**EXERCISE AIM:** In the records that follow, find each line with "category" and pull it out.

[[ SUPPLIED INFORMATION open ]]

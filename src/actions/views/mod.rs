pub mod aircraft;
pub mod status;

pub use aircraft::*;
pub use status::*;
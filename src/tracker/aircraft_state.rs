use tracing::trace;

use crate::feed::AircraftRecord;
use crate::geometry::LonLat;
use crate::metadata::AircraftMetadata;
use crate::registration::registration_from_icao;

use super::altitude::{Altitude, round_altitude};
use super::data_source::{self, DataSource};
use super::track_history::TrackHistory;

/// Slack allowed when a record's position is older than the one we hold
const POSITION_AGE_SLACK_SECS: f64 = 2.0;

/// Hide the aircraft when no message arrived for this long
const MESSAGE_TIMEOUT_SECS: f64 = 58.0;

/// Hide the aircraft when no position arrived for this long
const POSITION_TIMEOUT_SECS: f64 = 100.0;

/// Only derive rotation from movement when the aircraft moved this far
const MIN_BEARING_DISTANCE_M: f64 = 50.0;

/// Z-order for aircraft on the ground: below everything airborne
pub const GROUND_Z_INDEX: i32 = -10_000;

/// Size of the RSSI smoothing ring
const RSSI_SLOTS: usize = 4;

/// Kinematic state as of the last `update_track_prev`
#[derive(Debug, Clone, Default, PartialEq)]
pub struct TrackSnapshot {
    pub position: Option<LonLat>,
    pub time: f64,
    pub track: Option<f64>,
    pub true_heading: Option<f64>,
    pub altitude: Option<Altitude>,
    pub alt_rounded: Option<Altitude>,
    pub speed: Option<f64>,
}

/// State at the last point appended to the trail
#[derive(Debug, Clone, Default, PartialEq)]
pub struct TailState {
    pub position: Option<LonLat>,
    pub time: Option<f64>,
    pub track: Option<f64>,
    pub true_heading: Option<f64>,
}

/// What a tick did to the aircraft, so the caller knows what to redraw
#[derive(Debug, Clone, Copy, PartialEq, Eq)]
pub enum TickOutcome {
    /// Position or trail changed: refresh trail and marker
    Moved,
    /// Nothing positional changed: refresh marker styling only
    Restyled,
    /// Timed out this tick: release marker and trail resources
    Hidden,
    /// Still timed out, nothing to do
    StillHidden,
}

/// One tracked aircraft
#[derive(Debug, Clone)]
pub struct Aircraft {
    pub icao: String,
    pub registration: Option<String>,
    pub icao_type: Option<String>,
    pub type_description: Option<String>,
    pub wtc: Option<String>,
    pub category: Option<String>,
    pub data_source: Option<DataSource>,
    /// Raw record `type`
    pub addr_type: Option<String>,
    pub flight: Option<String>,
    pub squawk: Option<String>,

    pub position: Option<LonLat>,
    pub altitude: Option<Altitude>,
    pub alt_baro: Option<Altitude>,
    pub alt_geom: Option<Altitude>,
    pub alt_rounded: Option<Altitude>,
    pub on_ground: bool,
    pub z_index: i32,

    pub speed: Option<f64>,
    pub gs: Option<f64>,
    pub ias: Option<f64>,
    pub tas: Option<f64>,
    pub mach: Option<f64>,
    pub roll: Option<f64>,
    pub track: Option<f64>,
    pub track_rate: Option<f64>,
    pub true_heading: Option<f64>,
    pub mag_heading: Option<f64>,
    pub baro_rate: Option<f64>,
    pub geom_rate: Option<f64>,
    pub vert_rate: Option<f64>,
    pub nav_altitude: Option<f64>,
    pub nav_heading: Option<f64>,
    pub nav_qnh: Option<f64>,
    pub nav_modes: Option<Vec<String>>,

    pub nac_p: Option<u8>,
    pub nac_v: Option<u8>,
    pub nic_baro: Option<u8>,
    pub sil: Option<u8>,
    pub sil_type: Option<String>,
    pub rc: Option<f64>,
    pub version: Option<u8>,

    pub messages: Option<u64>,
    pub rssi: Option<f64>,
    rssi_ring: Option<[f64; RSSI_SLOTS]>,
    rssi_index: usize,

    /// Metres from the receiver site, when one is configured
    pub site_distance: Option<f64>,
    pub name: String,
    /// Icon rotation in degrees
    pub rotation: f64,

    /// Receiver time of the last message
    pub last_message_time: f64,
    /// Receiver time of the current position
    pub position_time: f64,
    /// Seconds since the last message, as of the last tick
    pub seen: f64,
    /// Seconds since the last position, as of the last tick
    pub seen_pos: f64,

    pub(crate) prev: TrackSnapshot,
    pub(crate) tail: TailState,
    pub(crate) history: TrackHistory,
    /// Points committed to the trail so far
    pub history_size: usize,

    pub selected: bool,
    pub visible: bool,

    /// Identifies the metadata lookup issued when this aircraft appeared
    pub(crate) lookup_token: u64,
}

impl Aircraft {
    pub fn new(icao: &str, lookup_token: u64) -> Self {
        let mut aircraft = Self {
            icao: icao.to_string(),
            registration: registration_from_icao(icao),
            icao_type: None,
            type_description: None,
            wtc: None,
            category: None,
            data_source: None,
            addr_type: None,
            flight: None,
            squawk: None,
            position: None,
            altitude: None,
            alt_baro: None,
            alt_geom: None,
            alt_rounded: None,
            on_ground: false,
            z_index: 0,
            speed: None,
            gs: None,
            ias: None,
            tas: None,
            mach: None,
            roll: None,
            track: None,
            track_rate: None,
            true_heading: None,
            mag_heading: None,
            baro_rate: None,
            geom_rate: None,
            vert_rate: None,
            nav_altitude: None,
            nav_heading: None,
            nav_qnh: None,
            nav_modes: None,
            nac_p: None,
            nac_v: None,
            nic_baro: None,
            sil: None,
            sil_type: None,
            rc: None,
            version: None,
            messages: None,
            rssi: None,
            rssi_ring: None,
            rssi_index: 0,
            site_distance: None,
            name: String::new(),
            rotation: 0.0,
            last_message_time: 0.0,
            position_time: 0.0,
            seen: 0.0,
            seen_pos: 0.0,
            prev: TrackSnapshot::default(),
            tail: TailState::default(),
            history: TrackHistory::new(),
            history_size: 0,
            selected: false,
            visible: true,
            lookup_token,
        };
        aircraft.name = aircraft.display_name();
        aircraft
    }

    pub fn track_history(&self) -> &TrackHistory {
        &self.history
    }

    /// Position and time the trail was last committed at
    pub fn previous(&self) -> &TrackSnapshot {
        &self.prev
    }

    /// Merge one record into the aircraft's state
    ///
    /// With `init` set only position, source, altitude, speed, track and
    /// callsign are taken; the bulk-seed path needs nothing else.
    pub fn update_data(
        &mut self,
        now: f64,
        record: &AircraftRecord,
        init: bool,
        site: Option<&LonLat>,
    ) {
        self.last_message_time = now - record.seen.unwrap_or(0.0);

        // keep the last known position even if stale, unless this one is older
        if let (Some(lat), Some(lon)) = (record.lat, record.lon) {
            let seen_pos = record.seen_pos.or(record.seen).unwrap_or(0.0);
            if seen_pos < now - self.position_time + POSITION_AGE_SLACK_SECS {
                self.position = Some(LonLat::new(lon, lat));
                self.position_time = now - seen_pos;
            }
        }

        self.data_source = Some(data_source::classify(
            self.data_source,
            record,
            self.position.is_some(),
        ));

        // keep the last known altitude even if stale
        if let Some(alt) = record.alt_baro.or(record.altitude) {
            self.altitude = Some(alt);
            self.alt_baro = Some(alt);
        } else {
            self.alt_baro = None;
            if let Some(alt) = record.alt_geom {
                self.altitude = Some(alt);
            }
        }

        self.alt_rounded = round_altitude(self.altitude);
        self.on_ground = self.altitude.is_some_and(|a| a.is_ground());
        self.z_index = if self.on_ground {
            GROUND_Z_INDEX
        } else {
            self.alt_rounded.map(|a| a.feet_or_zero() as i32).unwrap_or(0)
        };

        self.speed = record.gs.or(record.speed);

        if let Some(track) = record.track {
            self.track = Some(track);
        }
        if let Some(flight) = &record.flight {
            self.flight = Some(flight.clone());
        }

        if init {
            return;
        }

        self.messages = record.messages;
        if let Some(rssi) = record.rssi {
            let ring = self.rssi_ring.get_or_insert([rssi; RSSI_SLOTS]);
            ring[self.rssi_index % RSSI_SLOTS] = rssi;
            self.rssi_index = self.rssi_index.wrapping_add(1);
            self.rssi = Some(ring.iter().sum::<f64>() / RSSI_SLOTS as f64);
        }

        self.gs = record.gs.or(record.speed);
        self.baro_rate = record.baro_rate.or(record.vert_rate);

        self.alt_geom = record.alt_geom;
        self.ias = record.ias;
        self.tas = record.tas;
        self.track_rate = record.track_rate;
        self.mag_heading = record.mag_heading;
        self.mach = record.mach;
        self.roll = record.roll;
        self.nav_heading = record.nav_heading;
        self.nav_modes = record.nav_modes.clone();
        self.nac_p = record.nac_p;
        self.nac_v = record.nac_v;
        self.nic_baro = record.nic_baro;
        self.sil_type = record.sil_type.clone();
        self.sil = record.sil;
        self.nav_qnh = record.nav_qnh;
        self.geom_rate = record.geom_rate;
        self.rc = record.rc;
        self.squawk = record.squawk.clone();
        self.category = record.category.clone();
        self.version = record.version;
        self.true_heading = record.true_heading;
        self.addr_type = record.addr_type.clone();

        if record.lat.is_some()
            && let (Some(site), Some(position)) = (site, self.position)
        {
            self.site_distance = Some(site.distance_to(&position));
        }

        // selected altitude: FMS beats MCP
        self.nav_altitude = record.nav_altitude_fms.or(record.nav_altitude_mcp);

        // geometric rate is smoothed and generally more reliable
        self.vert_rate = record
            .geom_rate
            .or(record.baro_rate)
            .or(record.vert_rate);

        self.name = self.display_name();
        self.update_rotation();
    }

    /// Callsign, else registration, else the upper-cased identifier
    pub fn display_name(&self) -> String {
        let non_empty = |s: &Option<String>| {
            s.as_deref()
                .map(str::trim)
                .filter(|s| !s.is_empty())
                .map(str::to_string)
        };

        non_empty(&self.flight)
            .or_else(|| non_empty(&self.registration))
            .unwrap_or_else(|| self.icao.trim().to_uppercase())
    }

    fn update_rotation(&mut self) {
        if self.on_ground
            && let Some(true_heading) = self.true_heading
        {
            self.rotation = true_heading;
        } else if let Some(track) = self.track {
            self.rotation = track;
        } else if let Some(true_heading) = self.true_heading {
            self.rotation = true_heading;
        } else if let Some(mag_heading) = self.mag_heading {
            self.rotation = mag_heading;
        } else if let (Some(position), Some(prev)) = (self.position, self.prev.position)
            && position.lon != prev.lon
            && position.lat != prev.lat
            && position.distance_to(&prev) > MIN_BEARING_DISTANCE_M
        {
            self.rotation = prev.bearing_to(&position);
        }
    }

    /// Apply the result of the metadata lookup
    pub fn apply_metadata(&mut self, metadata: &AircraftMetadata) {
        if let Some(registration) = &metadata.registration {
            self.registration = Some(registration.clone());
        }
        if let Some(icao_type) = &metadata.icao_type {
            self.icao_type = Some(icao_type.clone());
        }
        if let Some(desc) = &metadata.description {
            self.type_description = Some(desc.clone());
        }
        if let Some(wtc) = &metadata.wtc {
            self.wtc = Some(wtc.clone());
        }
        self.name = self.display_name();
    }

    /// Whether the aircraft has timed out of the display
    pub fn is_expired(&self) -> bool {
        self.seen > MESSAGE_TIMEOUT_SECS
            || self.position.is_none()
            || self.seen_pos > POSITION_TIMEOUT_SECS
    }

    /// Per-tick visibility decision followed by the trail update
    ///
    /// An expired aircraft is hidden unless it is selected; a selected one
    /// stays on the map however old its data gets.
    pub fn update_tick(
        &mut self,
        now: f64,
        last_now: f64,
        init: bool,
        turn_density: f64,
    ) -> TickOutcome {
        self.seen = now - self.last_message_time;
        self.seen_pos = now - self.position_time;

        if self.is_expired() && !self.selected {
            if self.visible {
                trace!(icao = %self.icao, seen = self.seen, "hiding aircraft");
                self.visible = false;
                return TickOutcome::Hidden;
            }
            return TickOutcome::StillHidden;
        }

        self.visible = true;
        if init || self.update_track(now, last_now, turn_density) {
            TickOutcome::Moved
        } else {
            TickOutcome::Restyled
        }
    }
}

[[ SUPPLIED INFORMATION closed ]]

**SOLUTION TO THIS EXERCISE:**
    pub category: Option<String>,
            category: None,
        self.category = record.category.clone();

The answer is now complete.